MEASURE OF DRUG SAFETY
 
Therapeutic Index
To produce a desired effect, information about the safe use of drugs needs to be furnished with an assessment of margin of drug safety. This measure ought to relate the dose of the drug required to produce an intended action and an undesired action. This is commonly referred to as ‘therapeutic index’. It is the ratio between median lethal dose to median effective dose for animals.
Therapeutic index = LD50/ED50
LD50 : Lethal Dose in 50% of the animals used
ED50 : Effective Dose in 50% of the animals
28
If the therapeutic index of a drug is one, that drug is said to be equally toxic. Ideally, therapeutic index should be more than one and preferably a high TD50 to ensure more safety.
 
The Placebo
The word meaning of this Latin term placebo is ‘I shall please’ or ‘I please’ or ‘I may please’! A placebo resembles the active drug in all respects by appearance. Placebo is a dummy medicament that resembles the active drug in its shape, size, dose, colour and method of administration. Placebos are used as vehicles to cure the ailments by suggestions (not by true actions by any means). Lactose, gelatin and fructose are generally used as placebo medicaments. Tonics are placebos in a true sense except when prescribed for extremely debilitated patients. Not all subjects react to placebo administration. The percentage of placebo reactors is about 40%. Placebo can produce side effects like perspiration, nausea, headache and anorexia. Placebo is mainly employed in the clinical evaluation of drug development studies to avoid human bias. However, deliberate use of placebo is a confession of failure on the part of clinician.
 
DEVELOPMENT OF NEW DRUGS
The development of a new drug involves time, finance and risk. The procedure is complex (Fig. 1.1) and expensive and extremely arduous. Here the research studies need to be ethically stringent and well designed. Mainly there are two approaches to design a new drug development programme viz.

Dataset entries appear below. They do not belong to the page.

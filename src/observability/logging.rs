//! Structured logging.
//!
//! # Responsibilities
//! - Initialize the tracing subscriber
//! - Select pretty or JSON output
//! - Resolve the log level from `RUST_LOG`, falling back to config

use tracing_subscriber::{layer::SubscriberExt, util::SubscriberInitExt, EnvFilter};

use crate::config::ObservabilityConfig;

/// Build the level filter: `RUST_LOG` wins, then the configured level.
pub fn env_filter(config: &ObservabilityConfig) -> EnvFilter {
    EnvFilter::try_from_default_env().unwrap_or_else(|_| {
        EnvFilter::new(format!("stellar_guestbook={},guestbook={}", config.log_level, config.log_level))
    })
}

/// Install the global subscriber. Logs go to stderr so CLI output stays clean.
pub fn init_tracing(config: &ObservabilityConfig) {
    let registry = tracing_subscriber::registry().with(env_filter(config));

    let result = if config.log_format == "json" {
        registry
            .with(tracing_subscriber::fmt::layer().json().with_writer(std::io::stderr))
            .try_init()
    } else {
        registry
            .with(tracing_subscriber::fmt::layer().with_writer(std::io::stderr))
            .try_init()
    };

    if let Err(e) = result {
        eprintln!("tracing already initialized: {}", e);
    }
}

  1. Rational approach in which chemicals are synthesized in the light of detailed knowledge of biological process and tested for efficacy and safety.

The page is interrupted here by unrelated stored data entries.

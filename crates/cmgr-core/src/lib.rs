//! Core types for the collector-manager control channel
//!
//! This crate provides the data structures exchanged with the remote
//! management service and the manager's own settings.
//!
//! All wire types are designed to:
//! - Travel inside a generic [`Message`] envelope as JSON content
//! - Use camelCase field names on both encode and decode paths
//! - Decode back into the typed value they were encoded from

pub mod config;
pub mod logging;
pub mod message;
pub mod schema;

pub use config::{CollectorSettings, Config, ConfigError};
pub use message::{Message, MessageError};
pub use schema::{
    Metric, MetricKey, Report, ReportStatus, Response, ResponseStatus, Startup, Task, TaskKind,
};
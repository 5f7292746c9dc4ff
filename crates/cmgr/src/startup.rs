//! Startup announcement built from host and agent metadata

use crate::collector::Collector;
use crate::task::active_pipeline;
use collector_manager_core::Startup;
use serde_json::{Map, Value};
use sysinfo::{Networks, System};
use tracing::debug;

/// Placeholder used when no interface reports a hardware address
pub const UNKNOWN_MAC_ADDRESS: &str = "unknown";

/// Collect the startup announcement for this agent.
///
/// Every host lookup is best effort; a failed lookup falls back to a
/// placeholder instead of failing the announcement.
pub async fn new_startup(
    template_id: &str,
    agent_name: &str,
    collector: &dyn Collector,
) -> Startup {
    Startup {
        home_directory: home_directory(),
        agent_name: agent_name.to_string(),
        template_id: template_id.to_string(),
        mac_address: mac_address(),
        operating_system: operating_system(),
        pipeline: collector_pipeline(collector).await,
    }
}

fn home_directory() -> String {
    dirs::home_dir()
        .map(|path| path.display().to_string())
        .unwrap_or_default()
}

/// First non-loopback interface with a non-zero hardware address.
pub fn mac_address() -> String {
    let networks = Networks::new_with_refreshed_list();
    let mut interfaces: Vec<_> = networks.iter().collect();
    interfaces.sort_by(|a, b| a.0.cmp(b.0));

    interfaces
        .into_iter()
        .filter(|(name, _)| !name.starts_with("lo"))
        .map(|(_, data)| data.mac_address())
        .find(|mac| !mac.is_unspecified())
        .map(|mac| mac.to_string())
        .unwrap_or_else(|| UNKNOWN_MAC_ADDRESS.to_string())
}

fn operating_system() -> String {
    System::long_os_version()
        .or_else(System::name)
        .unwrap_or_else(|| std::env::consts::OS.to_string())
}

async fn collector_pipeline(collector: &dyn Collector) -> Value {
    let path = collector.config_path();
    match tokio::fs::read(&path).await {
        Ok(bytes) => active_pipeline(&bytes).unwrap_or_else(empty_pipeline),
        Err(e) => {
            debug!("Unable to read collector config {}: {}", path.display(), e);
            empty_pipeline()
        }
    }
}

fn empty_pipeline() -> Value {
    Value::Object(Map::new())
}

  2. Random approach aims at conducting a valley of tests for substances and by chance useful activity is found.
Nevertheless, both the approaches must carry out a sequence of experimentation using two/more species of animals. The preclinical testing generally identifies the characteristic activities of a test drug. Both the primary and secondary animal screening of drugs depict activity and selectivity of drugs under study, besides assessing the safety profile. The animal study of the test drug provides evidences for efficacy in relation to safety at the doses employed. These data paves the way for human testing. A well-designed ethical investigation of drugs in human beings for their rational use is called ‘clinical trial’. The clinical trial is a teamwork that comprises healthy normal human volunteers, clinicians, pharmacologists, statisticians and patients. The chief aim of the clinical trial is to reduce a number of variable factors of drug treatment while assuring safety and efficacy.

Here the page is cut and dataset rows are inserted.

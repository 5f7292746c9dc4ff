//! Host performance sampling for status reports

use collector_manager_core::{Metric, MetricKey, Report};
use sysinfo::{Networks, System};

/// Sampling errors
#[derive(Debug, thiserror::Error)]
pub enum PerformanceError {
    #[error("error reading CPU metrics: no CPUs reported")]
    CpuUnavailable,

    #[error("error getting virtual memory statistics")]
    MemoryUnavailable,
}

/// Samples CPU, memory and network counters
///
/// CPU usage is measured between consecutive samples, so one sampler should
/// live for as long as reports are produced.
pub struct PerformanceSampler {
    system: System,
    networks: Networks,
}

impl Default for PerformanceSampler {
    fn default() -> Self {
        Self::new()
    }
}

impl PerformanceSampler {
    pub fn new() -> Self {
        let mut system = System::new();
        system.refresh_cpu_usage();
        Self {
            system,
            networks: Networks::new_with_refreshed_list(),
        }
    }

    /// Append performance metrics to `report`.
    ///
    /// Every metric that can be read is added even when another fails; the
    /// first failure is returned for logging.
    pub fn add_performance_metrics(&mut self, report: &mut Report) -> Result<(), PerformanceError> {
        let timestamp = chrono::Utc::now().timestamp();
        let cpu = self.add_cpu_metrics(report, timestamp);
        let memory = self.add_memory_metrics(report, timestamp);
        self.add_network_metrics(report, timestamp);
        cpu.and(memory)
    }

    fn add_cpu_metrics(
        &mut self,
        report: &mut Report,
        timestamp: i64,
    ) -> Result<(), PerformanceError> {
        self.system.refresh_cpu_usage();
        let cpus = self.system.cpus();
        if cpus.is_empty() {
            return Err(PerformanceError::CpuUnavailable);
        }

        for (core, cpu) in cpus.iter().enumerate() {
            report.with_metric(
                format!("{}_{core}", MetricKey::CpuPercent),
                metric(MetricKey::CpuPercent, f64::from(cpu.cpu_usage()), timestamp),
            );
        }
        Ok(())
    }

    fn add_memory_metrics(
        &mut self,
        report: &mut Report,
        timestamp: i64,
    ) -> Result<(), PerformanceError> {
        self.system.refresh_memory();
        if self.system.total_memory() == 0 {
            return Err(PerformanceError::MemoryUnavailable);
        }

        report.with_metric(
            MetricKey::MemoryUsed.as_str(),
            metric(MetricKey::MemoryUsed, self.system.used_memory() as f64, timestamp),
        );
        report.with_metric(
            MetricKey::MemoryAvailable.as_str(),
            metric(MetricKey::MemoryAvailable, self.system.available_memory() as f64, timestamp),
        );
        Ok(())
    }

    /// Per-interface byte counters; interfaces sharing a name are reported once.
    fn add_network_metrics(&mut self, report: &mut Report, timestamp: i64) {
        self.networks.refresh();
        for (name, data) in self.networks.iter() {
            report.with_metric(
                format!("{}_{name}", MetricKey::NetworkDataIn),
                metric(MetricKey::NetworkDataIn, data.total_received() as f64, timestamp),
            );
            report.with_metric(
                format!("{}_{name}", MetricKey::NetworkDataOut),
                metric(MetricKey::NetworkDataOut, data.total_transmitted() as f64, timestamp),
            );
        }
    }
}

fn metric(metric_type: MetricKey, value: f64, timestamp: i64) -> Metric {
    Metric {
        metric_type,
        value,
        timestamp,
    }
}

The clinical trials must be well executed to avoid bias on the part of investigators and patients as well. To avoid human bias, placebo-controlled studies have been the procedures followed in the clinical trials. The clinical trial involves four phases. Phase I study in human volunteers to declare that the test drug is fit for human use or not. In Phase II dosage requirement, dynamic and kinetic profile of the drugs is to be determined with the active participation of limited number of patients. Whereas the long-term safety and efficacy of the test drug is evaluated in phase III employing more number of patients. Phase III study critically evaluates the overall therapeutic value of the test drug. Adverse drug reactions monitoring will invariably continue till the drug is used. This includes the phase IV study in clinical trial also known as “post-marketing surveillance”.29
zoom view
Fig. 1.1: Different stages of development of a new drug
Phase IV examines marketing authorization given to drug developer and drugs may be withdrawn from the market if the agents found them to be more toxic. Post-marketing surveillance also explores new combinations and new methods of administration by gathering pharmacoepidemiological data.